Residents on Canary Islands placed on lockdown amid continued volcanic eruption

Months after it began erupting, a volcano in the Canary Islands continues to spew lava.

As a result of toxic gases in the associated ash and smoke, more than 30,000 residents have been placed on lockdown.

“Prevent any air coming in from the outside”

The Canary Islands are located in the Atlantic Ocean off the northwest coast of Africa and are Spanish territories.

High levels of toxic sulfur dioxide gas emitted from Cumbre Viejo on the island of La Palma prompted the temporary lockdown of three municipalities as the volcano remains active since an initial eruption in September.

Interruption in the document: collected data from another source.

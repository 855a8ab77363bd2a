//! Public discovery site: browse the catalog and book tickets.

use axum::extract::{Path, Query, State};
use axum::response::Response;

use chrono::Local;
use serde::Deserialize;

use crate::models::NewBooking;
use crate::state::AppState;
use crate::utils::error::AppError;
use crate::utils::extract::Json;
use crate::utils::response::{created, success};

#[derive(Debug, Default, Deserialize)]
pub struct CatalogQuery {
    pub search: Option<String>,
}

/// GET /api/public/events?search=
pub async fn list_events(
    State(state): State<AppState>,
    Query(query): Query<CatalogQuery>,
) -> Result<Response, AppError> {
    let catalog = state
        .catalog
        .discover(query.search.as_deref())
        .await
        .map_err(AppError::from_fetch)?;

    let message = match catalog.events.len() {
        1 => "1 event found".to_string(),
        n => format!("{n} events found"),
    };
    Ok(success(catalog, message))
}

/// POST /api/public/events/:id/bookings
pub async fn book_event(
    State(state): State<AppState>,
    Path(event_id): Path<String>,
    Json(request): Json<NewBooking>,
) -> Result<Response, AppError> {
    let today = Local::now().date_naive();
    let booking = state
        .bookings
        .submit_public(&event_id, &request, today)
        .await?;

    Ok(created(booking, "Booking successful!"))
}
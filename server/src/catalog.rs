//! Public event discovery: the event catalog joined with venue display names.

use std::collections::HashMap;

use chrono::NaiveDate;
use serde::Serialize;

use crate::backend::{Collection, ListQuery, Listing, SharedBackend, SortOrder};
use crate::fetch::{fetch_with_retry, FetchError, RetryPolicy};
use crate::models::{Event, Venue};

pub const PUBLIC_EVENT_LIMIT: usize = 200;
pub const PUBLIC_VENUE_LIMIT: usize = 500;

/// Shown when an event names no venue at all.
pub const VENUE_PLACEHOLDER: &str = "TBA";

/// Venue id to display name.
#[derive(Debug, Clone, Default)]
pub struct VenueDirectory {
    names: HashMap<String, String>,
}

impl VenueDirectory {
    pub fn from_venues(venues: &[Venue]) -> Self {
        let names = venues
            .iter()
            .map(|v| (v.id.clone(), v.display_name().to_string()))
            .collect();
        Self { names }
    }

    pub fn len(&self) -> usize {
        self.names.len()
    }

    pub fn is_empty(&self) -> bool {
        self.names.is_empty()
    }

    /// Unknown ids are echoed back rather than treated as errors; a dangling
    /// reference (e.g. a deleted venue) still renders.
    pub fn display_name(&self, venue: Option<&str>) -> String {
        match venue.filter(|id| !id.is_empty()) {
            Some(id) => self.names.get(id).cloned().unwrap_or_else(|| id.to_string()),
            None => VENUE_PLACEHOLDER.to_string(),
        }
    }
}

/// One row of the discovery page.
#[derive(Debug, Clone, PartialEq, Serialize)]
pub struct EventCard {
    pub id: String,
    pub title: String,
    pub venue: Option<String>,
    pub venue_name: String,
    pub description: Option<String>,
    pub start_date: Option<NaiveDate>,
    pub end_date: Option<NaiveDate>,
    pub capacity: Option<i64>,
}

impl EventCard {
    pub fn new(event: Event, venues: &VenueDirectory) -> Self {
        let venue_name = venues.display_name(event.venue.as_deref());
        Self {
            title: event.title().to_string(),
            id: event.id,
            venue: event.venue,
            venue_name,
            description: event.description,
            start_date: event.start_date,
            end_date: event.end_date,
            capacity: event.capacity,
        }
    }

    /// Case-insensitive match on title or venue name.
    pub fn matches(&self, needle: &str) -> bool {
        let needle = needle.trim().to_lowercase();
        needle.is_empty()
            || self.title.to_lowercase().contains(&needle)
            || self.venue_name.to_lowercase().contains(&needle)
    }
}

#[derive(Debug, Clone, Serialize)]
pub struct Catalog {
    pub events: Vec<EventCard>,
    pub total: usize,
    pub quarantined: usize,
}

pub struct CatalogReader {
    events: Collection<Event>,
    venues: Collection<Venue>,
    policy: RetryPolicy,
}

impl CatalogReader {
    pub fn new(backend: SharedBackend, policy: RetryPolicy) -> Self {
        Self {
            events: Collection::new(backend.clone()),
            venues: Collection::new(backend),
            policy,
        }
    }

    pub async fn list_events(&self) -> Result<Listing<Event>, FetchError> {
        let query = ListQuery::for_document::<Event>(PUBLIC_EVENT_LIMIT)
            .order_by("start_date", SortOrder::Desc);
        fetch_with_retry(&self.policy, "events", || self.events.list(&query)).await
    }

    pub async fn venue_directory(&self) -> Result<(VenueDirectory, usize), FetchError> {
        let query = ListQuery::new(PUBLIC_VENUE_LIMIT).fields(&["name", "venue_name"]);
        let listing = fetch_with_retry(&self.policy, "venues", || self.venues.list(&query)).await?;
        Ok((VenueDirectory::from_venues(&listing.records), listing.quarantined))
    }

    /// Events and venues are read concurrently and joined by venue id.
    pub async fn discover(&self, search: Option<&str>) -> Result<Catalog, FetchError> {
        let (events, (venues, venues_quarantined)) =
            tokio::try_join!(self.list_events(), self.venue_directory())?;

        let total = events.len();
        let cards: Vec<EventCard> = events
            .records
            .into_iter()
            .map(|event| EventCard::new(event, &venues))
            .filter(|card| search.map_or(true, |needle| card.matches(needle)))
            .collect();

        tracing::debug!(
            total,
            shown = cards.len(),
            venues = venues.len(),
            "Catalog assembled"
        );

        Ok(Catalog {
            events: cards,
            total,
            quarantined: events.quarantined + venues_quarantined,
        })
    }
}

#[cfg(test)]
mod tests {
    use super::*;

    fn venue(id: &str, name: &str) -> Venue {
        Venue {
            id: id.to_string(),
            venue_name: Some(name.to_string()),
            address: None,
            capacity: None,
            email: None,
            phone: None,
        }
    }

    fn event(id: &str, name: &str, venue: Option<&str>) -> Event {
        Event {
            id: id.to_string(),
            event_name: Some(name.to_string()),
            description: None,
            start_date: None,
            end_date: None,
            capacity: None,
            venue: venue.map(str::to_string),
            status: None,
        }
    }

    #[test]
    fn test_venue_placeholders() {
        let directory = VenueDirectory::from_venues(&[venue("VEN-1", "Main Hall")]);
        assert_eq!(directory.display_name(Some("VEN-1")), "Main Hall");
        assert_eq!(directory.display_name(Some("VEN-gone")), "VEN-gone");
        assert_eq!(directory.display_name(None), VENUE_PLACEHOLDER);
        assert_eq!(directory.display_name(Some("")), VENUE_PLACEHOLDER);
    }

    #[test]
    fn test_search_matches_title_or_venue() {
        let directory = VenueDirectory::from_venues(&[venue("VEN-1", "Main Hall")]);
        let card = EventCard::new(event("EV-1", "Rust Meetup", Some("VEN-1")), &directory);

        assert!(card.matches("rust"));
        assert!(card.matches("MAIN"));
        assert!(card.matches(""));
        assert!(!card.matches("jazz"));
    }

    #[test]
    fn test_untitled_event() {
        let mut ev = event("EV-2", "", None);
        ev.event_name = None;
        let card = EventCard::new(ev, &VenueDirectory::default());
        assert_eq!(card.title, "Untitled Event");
        assert_eq!(card.venue_name, VENUE_PLACEHOLDER);
    }
}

The Canary Islands regional government issued a statement on Sunday, advising: “Close the doors, windows, shutters and prevent any air coming in from the outside. Confine yourself, if possible, in the rooms located furthest inside.”

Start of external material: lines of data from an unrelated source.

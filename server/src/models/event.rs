use chrono::NaiveDate;
use serde::{Deserialize, Serialize};
use validator::{Validate, ValidationError, ValidationErrors};

use super::Document;
use crate::validation::{check_required, date_order, field_error, finish, VENUE_REQUIRED_MESSAGE};

#[derive(Debug, Clone, Copy, PartialEq, Eq, Serialize, Deserialize)]
pub enum EventStatus {
    Draft,
    Approved,
    Rejected,
}

#[derive(Debug, Clone, PartialEq, Serialize, Deserialize)]
pub struct Event {
    #[serde(rename = "name")]
    pub id: String,
    #[serde(default, alias = "custom_event_name")]
    pub event_name: Option<String>,
    #[serde(default)]
    pub description: Option<String>,
    #[serde(default)]
    pub start_date: Option<NaiveDate>,
    #[serde(default)]
    pub end_date: Option<NaiveDate>,
    #[serde(default)]
    pub capacity: Option<i64>,
    #[serde(default)]
    pub venue: Option<String>,
    #[serde(default)]
    pub status: Option<EventStatus>,
}

impl Event {
    pub fn title(&self) -> &str {
        self.event_name.as_deref().unwrap_or("Untitled Event")
    }
}

impl Document for Event {
    const DOCTYPE: &'static str = "Custom Event";
    const LIST_FIELDS: &'static [&'static str] = &[
        "name",
        "event_name",
        "description",
        "start_date",
        "end_date",
        "capacity",
        "venue",
        "status",
    ];

    fn id(&self) -> &str {
        &self.id
    }
}

/// Create/update payload for an event. Absent fields are left untouched on update.
#[derive(Debug, Clone, Default, Serialize, Deserialize, Validate)]
#[validate(schema(function = "validate_event_dates", skip_on_field_errors = false))]
pub struct EventInput {
    #[serde(default, skip_serializing_if = "Option::is_none")]
    pub event_name: Option<String>,
    #[serde(default, skip_serializing_if = "Option::is_none")]
    pub description: Option<String>,
    #[serde(default, skip_serializing_if = "Option::is_none")]
    pub start_date: Option<NaiveDate>,
    #[serde(default, skip_serializing_if = "Option::is_none")]
    pub end_date: Option<NaiveDate>,
    #[serde(default, skip_serializing_if = "Option::is_none")]
    #[validate(range(min = 1, message = "Capacity must be greater than 0"))]
    pub capacity: Option<i64>,
    #[serde(default, skip_serializing_if = "Option::is_none")]
    pub venue: Option<String>,
    #[serde(default, skip_serializing_if = "Option::is_none")]
    pub status: Option<EventStatus>,
}

fn validate_event_dates(input: &EventInput) -> Result<(), ValidationError> {
    date_order(input.start_date, input.end_date)
}

impl EventInput {
    /// Create additionally requires a name and a venue; updates may be partial.
    pub fn validate_new(&self) -> Result<(), ValidationErrors> {
        let mut errors = self.validate().err().unwrap_or_else(ValidationErrors::new);
        check_required(&mut errors, "event_name", self.event_name.as_deref());
        if self.venue.as_deref().map_or(true, |v| v.trim().is_empty()) {
            errors.add("venue", field_error("required", VENUE_REQUIRED_MESSAGE));
        }
        finish(errors)
    }
}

To any locals outside during the emergency order, the statement asserted that “a car is not a safe place” and urged them to find shelter in a nearby structure. Lockdown measures also included turning off air conditioning and heating units as well as taping any gaps in windows and doors to create an airtight seal.

Reports indicate that no one has died as a result of the volcano, but more than 7,000 individuals have been evacuated as the lava flow has consumed nearly 3,000 buildings and massive swaths of farmland.

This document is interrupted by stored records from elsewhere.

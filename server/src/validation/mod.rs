//! Field rules shared by the gateway's form checks and the in-memory
//! backend's save hook.
//!
//! The backend hook is authoritative; the gateway runs the same rules before
//! any network call so a bad submission never leaves the process.

use std::borrow::Cow;
use std::collections::BTreeMap;

use chrono::NaiveDate;
use serde::Serialize;
use validator::{ValidationError, ValidationErrors};

pub const CAPACITY_MESSAGE: &str = "Capacity must be greater than 0";
pub const DATE_ORDER_MESSAGE: &str = "End Date must be after Start Date";
pub const REQUIRED_MESSAGE: &str = "This field is required";
pub const VENUE_REQUIRED_MESSAGE: &str = "Please select a Venue";
pub const EVENT_STATUS_MESSAGE: &str = "Status must be Draft, Approved, or Rejected";
pub const NAME_MESSAGE: &str = "Name must be at least 2 characters";
pub const EMAIL_MESSAGE: &str = "Invalid email address";
pub const PHONE_MESSAGE: &str = "Phone number must be at least 10 digits";
pub const VENUE_PHONE_MESSAGE: &str = "Please enter a valid phone number";
pub const MIN_TICKETS_MESSAGE: &str = "At least 1 ticket required";
pub const MAX_TICKETS_MESSAGE: &str = "Maximum 10 tickets allowed";

pub const MIN_PHONE_DIGITS: usize = 10;
pub const MIN_TICKETS: i64 = 1;
pub const MAX_TICKETS: i64 = 10;

/// Key the derive uses for struct-level (`schema`) errors.
const STRUCT_LEVEL: &str = "__all__";

pub fn field_error(code: &'static str, message: &'static str) -> ValidationError {
    ValidationError::new(code).with_message(Cow::Borrowed(message))
}

pub fn finish(errors: ValidationErrors) -> Result<(), ValidationErrors> {
    if errors.is_empty() {
        Ok(())
    } else {
        Err(errors)
    }
}

/// Cross-field error reported against `field` instead of the struct.
pub fn struct_error(field: &'static str, code: &'static str, message: &'static str) -> ValidationError {
    let mut err = field_error(code, message);
    err.add_param(Cow::Borrowed("field"), &field);
    err
}

/// End date may equal the start date but never precede it.
pub fn date_order(start: Option<NaiveDate>, end: Option<NaiveDate>) -> Result<(), ValidationError> {
    match (start, end) {
        (Some(start), Some(end)) if end < start => {
            Err(struct_error("end_date", "date_order", DATE_ORDER_MESSAGE))
        }
        _ => Ok(()),
    }
}

pub fn check_required(errors: &mut ValidationErrors, field: &'static str, value: Option<&str>) {
    if value.map_or(true, |v| v.trim().is_empty()) {
        errors.add(field, field_error("required", REQUIRED_MESSAGE));
    }
}

pub fn validate_max_tickets(tickets: i64) -> Result<(), ValidationError> {
    if tickets > MAX_TICKETS {
        return Err(field_error("range", MAX_TICKETS_MESSAGE));
    }
    Ok(())
}

/// Counts digits only, so `+1 (555) 010-2030` passes.
pub fn validate_phone_digits(phone: &str) -> Result<(), ValidationError> {
    let digits = phone.chars().filter(char::is_ascii_digit).count();
    if digits < MIN_PHONE_DIGITS {
        return Err(field_error("phone", PHONE_MESSAGE));
    }
    Ok(())
}

/// Venue contact numbers are only length-checked; empty means not given.
pub fn validate_venue_phone(phone: &str) -> Result<(), ValidationError> {
    let len = phone.chars().count();
    if len == 0 || (7..=15).contains(&len) {
        return Ok(());
    }
    Err(field_error("phone", VENUE_PHONE_MESSAGE))
}

/// Field name to first message, as rendered next to the offending input.
#[derive(Debug, Clone, Default, PartialEq, Eq, Serialize)]
pub struct FieldErrors(pub BTreeMap<String, String>);

impl FieldErrors {
    pub fn single(field: impl Into<String>, message: impl Into<String>) -> Self {
        let mut map = BTreeMap::new();
        map.insert(field.into(), message.into());
        Self(map)
    }

    pub fn get(&self, field: &str) -> Option<&str> {
        self.0.get(field).map(String::as_str)
    }

    /// First message in field order, used as the headline of the error.
    pub fn summary(&self) -> String {
        self.0
            .values()
            .next()
            .cloned()
            .unwrap_or_else(|| "The provided input is invalid".to_string())
    }
}

impl From<&ValidationErrors> for FieldErrors {
    fn from(errors: &ValidationErrors) -> Self {
        let map = errors
            .field_errors()
            .into_iter()
            .filter_map(|(field, list)| {
                let first = list.first()?;
                let message = first
                    .message
                    .as_ref()
                    .map(|m| m.to_string())
                    .unwrap_or_else(|| first.code.to_string());
                let field = match first.params.get("field").and_then(|v| v.as_str()) {
                    Some(target) if field == STRUCT_LEVEL => target.to_string(),
                    _ => field.to_string(),
                };
                Some((field, message))
            })
            .collect();
        Self(map)
    }
}

impl From<ValidationErrors> for FieldErrors {
    fn from(errors: ValidationErrors) -> Self {
        Self::from(&errors)
    }
}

Eruption set to exceed expectations

According to Reuters, the lockdown did not last long. It was lifted after a few hours and residents were permitted to resume their normal activities.

After lasting for more than 85 days, the current eruption of Cumbre Veijo has reportedly already set a local record.

Experts have predicted that it could last up to three months, but it appears poised to break even those predictions with no signs of stopping. Aside from Sunday’s resurgence, however, volcanic activity has remained low in recent weeks.

A number of localized earthquakes have been reported along with the latest eruptions, though the vast majority were too small to be felt by most residents. Government officials are said to be working with the scientific community to take any steps deemed necessary to keep locals safe.